Why Australia Approves Medicines Patients Still Cannot Access
By Steve Holmes
On January 28 2026 I attended the first Bridging Funding Coalition meeting for 2026.
Bridging funding Australia (Coalition) exists to address the growing gap between medicine approval and patient access. The average delay between approval and funded access is now 466 days.
My role in this work is simple.
To listen carefully.
To understand what is real.
And to ensure patients and caregivers are informed, represented, and not left behind by process.
What follows is a clear explanation of why bridging funding matters, written for people navigating illness under pressure.
What Patients and Caregivers Need to Know First
Bridging Funding in Australia
If you read nothing else, read this:
Australia often approves medicines that patients cannot access in time.
The average delay between approval and funded access is 466 days.
That delay is systemic. It is built into the system.
During that time, some patients deteriorate or die.
This outcome is known, measured, and largely accepted by default.
That last point matters.
It removes moral ambiguity and replaces confusion with clarity.
What Is Actually Happening
In Australia, medicines are approved by the Therapeutic Goods Administration.
Approval means a medicine is safe and effective.
It does not mean patients can receive it.
After approval, medicines enter a separate funding process before they become accessible through the Pharmaceutical Benefits Scheme.
That process commonly takes well over a year.
For patients with aggressive or time-critical disease, waiting 466 days is not neutral.
It changes outcomes.
Medicines in Australia are approved by the Therapeutic Goods Administration.
More information on the approval process is available here:
https://www.tga.gov.au
Why the Delay Exists
To understand why this happens, four things must be clear.
Approval is not access
Regulatory approval and funded access are separate decisions.
The funding system is built for certainty, not urgency
Health Technology Assessment processes are rigorous and necessary.
They are not designed to move at the pace illness demands.
There is no built-in pathway for time-sensitive need
The system has no native mechanism to respond when patients need access sooner.
Bridging funding exists because of this gap
It is designed specifically to sit between approval and funding.

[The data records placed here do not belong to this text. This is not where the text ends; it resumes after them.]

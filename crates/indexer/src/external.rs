//! Collaborator boundaries the reconciliation engine depends on. Each
//! component receives these through its constructor; tests substitute
//! in-memory fakes.

use std::io;
use std::path::Path;

use common::{ticks_from, Folder, IndexablePath, Ticks};
use metadata::{MetadataError, TagInfo};
use serde::Serialize;
use tokio::sync::mpsc::UnboundedSender;
use walkdir::WalkDir;

const SUPPORTED_EXTENSIONS: &[&str] = &["mp3", "flac", "ogg", "opus", "m4a", "wav"];

pub trait TagReader: Send + Sync {
    fn read_tags(&self, path: &Path) -> Result<TagInfo, MetadataError>;
}

/// Production tag reader, backed by the metadata crate.
pub struct LoftyTagReader;

impl TagReader for LoftyTagReader {
    fn read_tags(&self, path: &Path) -> Result<TagInfo, MetadataError> {
        metadata::read_tags(path)
    }
}

pub trait FileStat: Send + Sync {
    fn size_of(&self, path: &str) -> io::Result<u64>;
    fn modified_ticks(&self, path: &str) -> io::Result<Ticks>;
    fn created_ticks(&self, path: &str) -> io::Result<Ticks>;
    fn exists(&self, path: &str) -> bool;
}

pub struct FsFileStat;

impl FileStat for FsFileStat {
    fn size_of(&self, path: &str) -> io::Result<u64> {
        Ok(std::fs::metadata(path)?.len())
    }

    fn modified_ticks(&self, path: &str) -> io::Result<Ticks> {
        Ok(ticks_from(std::fs::metadata(path)?.modified()?))
    }

    fn created_ticks(&self, path: &str) -> io::Result<Ticks> {
        let meta = std::fs::metadata(path)?;
        // Not every filesystem records birth times; modified is the best
        // available stand-in there.
        match meta.created() {
            Ok(created) => Ok(ticks_from(created)),
            Err(_) => Ok(ticks_from(meta.modified()?)),
        }
    }

    fn exists(&self, path: &str) -> bool {
        Path::new(path).exists()
    }
}

pub trait DirectoryWalker: Send + Sync {
    fn list_indexable_paths(&self, folders: &[Folder]) -> io::Result<Vec<IndexablePath>>;
}

/// Walks every configured folder recursively and yields the supported
/// audio files with their modification ticks.
pub struct WalkdirWalker;

impl DirectoryWalker for WalkdirWalker {
    fn list_indexable_paths(&self, folders: &[Folder]) -> io::Result<Vec<IndexablePath>> {
        let mut paths = Vec::new();
        for folder in folders {
            if !folder.show_in_collection {
                continue;
            }
            for entry in WalkDir::new(&folder.path)
                .follow_links(false)
                .into_iter()
                .filter_map(Result::ok)
            {
                if !entry.file_type().is_file() {
                    continue;
                }
                if !is_supported_audio_file(entry.path()) {
                    continue;
                }
                let modified = match entry.metadata() {
                    Ok(meta) => meta.modified().map(ticks_from).unwrap_or(0),
                    Err(_) => 0,
                };
                paths.push(IndexablePath {
                    path: entry.path().to_string_lossy().to_string(),
                    date_modified_ticks: modified,
                    folder_id: folder.folder_id.clone(),
                });
            }
        }
        Ok(paths)
    }
}

pub fn is_supported_audio_file(path: &Path) -> bool {
    path.extension()
        .map(|ext| ext.to_string_lossy().to_ascii_lowercase())
        .map(|ext| SUPPORTED_EXTENSIONS.contains(&ext.as_str()))
        .unwrap_or(false)
}

/// One-way progress notifications emitted during a run. Serialized with a
/// `type` tag so hosts can forward them over whatever transport they use.
#[derive(Clone, Debug, PartialEq, Eq, Serialize)]
#[serde(tag = "type", rename_all = "camelCase")]
pub enum ProgressEvent {
    IndexingStarted,
    RemovingTracks,
    UpdatingTracks,
    AddedTracks { count: usize, percent: u32 },
    IndexingArtwork,
    IndexingFinished,
}

/// Fire-and-forget event emission; implementations must never block the
/// indexing run on a consumer.
pub trait ProgressSink: Send + Sync {
    fn send(&self, event: ProgressEvent);
}

/// Forwards events over an unbounded channel. A departed receiver is not
/// an error; progress is best effort.
pub struct ChannelProgress {
    tx: UnboundedSender<ProgressEvent>,
}

impl ChannelProgress {
    pub fn new(tx: UnboundedSender<ProgressEvent>) -> Self {
        Self { tx }
    }
}

impl ProgressSink for ChannelProgress {
    fn send(&self, event: ProgressEvent) {
        let _ = self.tx.send(event);
    }
}

/// Boundary of the artwork-indexing phase that follows a reconciliation
/// run; the engine only hands off to it.
pub trait ArtworkIndexer: Send + Sync {
    fn index_album_artwork(&self);
}

pub struct NoopArtworkIndexer;

impl ArtworkIndexer for NoopArtworkIndexer {
    fn index_album_artwork(&self) {}
}

#[cfg(test)]
mod tests {
    use super::*;

    #[test]
    fn supported_extensions_are_case_insensitive() {
        assert!(is_supported_audio_file(Path::new("/m/a.mp3")));
        assert!(is_supported_audio_file(Path::new("/m/a.FLAC")));
        assert!(!is_supported_audio_file(Path::new("/m/a.txt")));
        assert!(!is_supported_audio_file(Path::new("/m/noext")));
    }

    #[test]
    fn progress_events_serialize_with_type_tag() {
        let event = ProgressEvent::AddedTracks {
            count: 40,
            percent: 50,
        };
        let json = serde_json::to_string(&event).unwrap();
        assert_eq!(json, r#"{"type":"addedTracks","count":40,"percent":50}"#);
        let json = serde_json::to_string(&ProgressEvent::UpdatingTracks).unwrap();
        assert_eq!(json, r#"{"type":"updatingTracks"}"#);
    }
}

This is a system design issue, not a failure of clinicians or regulators.
What Bridging Funding Does
In practical terms, bridging funding Australia provides a temporary pathway for eligible patients to access approved medicines while formal funding decisions are completed.

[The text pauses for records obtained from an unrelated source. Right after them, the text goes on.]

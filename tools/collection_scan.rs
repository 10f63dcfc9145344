mod config;

use std::path::PathBuf;
use std::sync::Arc;
use std::time::Duration;

use catalog::{Catalog, CatalogStore};
use common::Folder;
use indexer::collection::{CollectionIndexer, IndexingRequest};
use indexer::external::{
    ChannelProgress, FsFileStat, LoftyTagReader, NoopArtworkIndexer, WalkdirWalker,
};
use tracing::{info, warn};

#[tokio::main]
async fn main() -> Result<(), Box<dyn std::error::Error>> {
    let filter = tracing_subscriber::EnvFilter::try_from_default_env()
        .unwrap_or_else(|_| "info".into());
    tracing_subscriber::fmt().with_env_filter(filter).init();

    let config_path = config::config_path_from_env();
    let (cfg, created) = config::load_or_create_config(&config_path)?;
    if created {
        info!("Created default config at {:?}", config_path);
    } else {
        info!("Loaded config from {:?}", config_path);
    }

    if cfg.collection_folders.is_empty() {
        warn!(
            "No collection folders configured; add some to {:?} and re-run",
            config_path
        );
        return Ok(());
    }

    let catalog_path = config::resolve_path(&config_path, &cfg.catalog_path);
    let store = CatalogStore::open(&catalog_path)?;
    store.init_tables()?;

    let mut roots: Vec<PathBuf> = Vec::new();
    for folder_path in &cfg.collection_folders {
        let resolved = config::resolve_path(&config_path, folder_path);
        if !resolved.exists() {
            warn!("Collection folder {:?} not found; skipping", resolved);
            continue;
        }
        store.add_folder(&Folder::new(&resolved.to_string_lossy()))?;
        roots.push(resolved);
    }
    if roots.is_empty() {
        warn!("None of the configured collection folders exist.");
        return Ok(());
    }

    let (progress_tx, mut progress_rx) = tokio::sync::mpsc::unbounded_channel();
    tokio::spawn(async move {
        while let Some(event) = progress_rx.recv().await {
            info!("Progress: {:?}", event);
        }
    });

    let catalog: Arc<dyn Catalog> = Arc::new(store);
    let collection_indexer = Arc::new(CollectionIndexer::new(
        catalog,
        Arc::new(LoftyTagReader),
        Arc::new(FsFileStat),
        Arc::new(WalkdirWalker),
        Arc::new(NoopArtworkIndexer),
        Arc::new(ChannelProgress::new(progress_tx)),
    ));
    let request = IndexingRequest {
        skip_removed_files_during_refresh: cfg.skip_removed_files_during_refresh,
    };

    indexer::worker::start_indexing(Arc::clone(&collection_indexer), request.clone()).await?;

    if cfg.watch_collection {
        let debounce = Duration::from_secs(if cfg.watch_debounce_secs == 0 {
            2
        } else {
            cfg.watch_debounce_secs
        });
        let _watcher =
            indexer::watch::watch_collection(collection_indexer, request, roots, debounce)?;
        shutdown_signal().await;
        info!("Shutdown signal received.");
    }

    Ok(())
}

async fn shutdown_signal() {
    #[cfg(unix)]
    {
        use tokio::signal::unix::{signal, SignalKind};
        let mut term = match signal(SignalKind::terminate()) {
            Ok(signal) => signal,
            Err(err) => {
                warn!("Failed to install terminate signal handler: {}", err);
                return;
            }
        };
        tokio::select! {
            _ = tokio::signal::ctrl_c() => {},
            _ = term.recv() => {},
        }
    }

    #[cfg(not(unix))]
    {
        if let Err(err) = tokio::signal::ctrl_c().await {
            warn!("Failed to listen for ctrl-c: {}", err);
        }
    }
}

It allows access after regulatory approval but before PBS listing, under defined rules and clinical oversight.
It does not bypass safety.
It does not weaken evidence standards.
It does not replace assessment.
It recognises a simple reality.
Human time and system time are not the same.
Where the Access Gap Appears
The current sequence looks like this:
- A medicine is approved
- Funding assessment begins
- Negotiation occurs
- PBS listing is finalised
- Patients gain access
The delay sits between step one and step five.
With bridging funding, the sequence becomes:
- A medicine is approved
- Bridging access begins for eligible patients
- Funding assessment continues
- PBS listing is finalised
Nothing is skipped.
Access begins earlier where time matters most.
Why This Matters to Real People
Imagine being told a medicine exists that could help you.
Imagine learning it is approved.
Then imagine being told you must wait more than a year because funding has not caught up.
For some people, that wait changes everything.
Bridging funding exists to reduce that harm where possible.
What Was Discussed at the January 28 Meeting
The meeting focused on practical progress rather than slogans.
The meeting brought together patient groups, clinicians and policy contributors working on practical solutions to improve access to approved medicines.
More information about the coalition and its work is available at https://www.bridgingfundingaustralia.com.au/.
Key points included:
Approved medicines that remain unfunded long after accelerated approval.
Ongoing work to define clear eligibility criteria for bridging funding.
Continued policy signals that bridging funding remains part of broader health technology assessment reform.
Development of clear communication tools so organisations explain bridging funding consistently.
Discussion of horizon scanning to anticipate medicines earlier and reduce future delays.
Continued international comparison showing Australia lags peer countries in time to access.
In Closing
The January 28 meeting reinforced a simple reality.
Approval without access is not enough.
When systems move slower than disease, patients pay the price.
Bridging funding is a way to align system design with human need.
Understanding that is the first step toward changing it.
This work aligns with how we approach patient access and system response across disease areas.
Learn more about our broader approach here:
How We Win
What This Means for You
If you are a patient or caregiver:
Approval does not guarantee access.
Delays are structural, not personal.
Bridging funding is an active effort to address this gap.
If you are a clinician:
Patients may ask why approved treatments are unavailable.
Bridging funding offers a framework aligned with urgency and care.
If you are part of the wider community:
This affects many diseases, not just one.
Access delays are a system issue, not a niche problem.
Where This Leaves Me
I will continue to attend these meetings, contribute where I can, and translate progress clearly for our community.
Not through advocacy.
Through understanding, sequence, and execution.
That is how progress holds under pressure.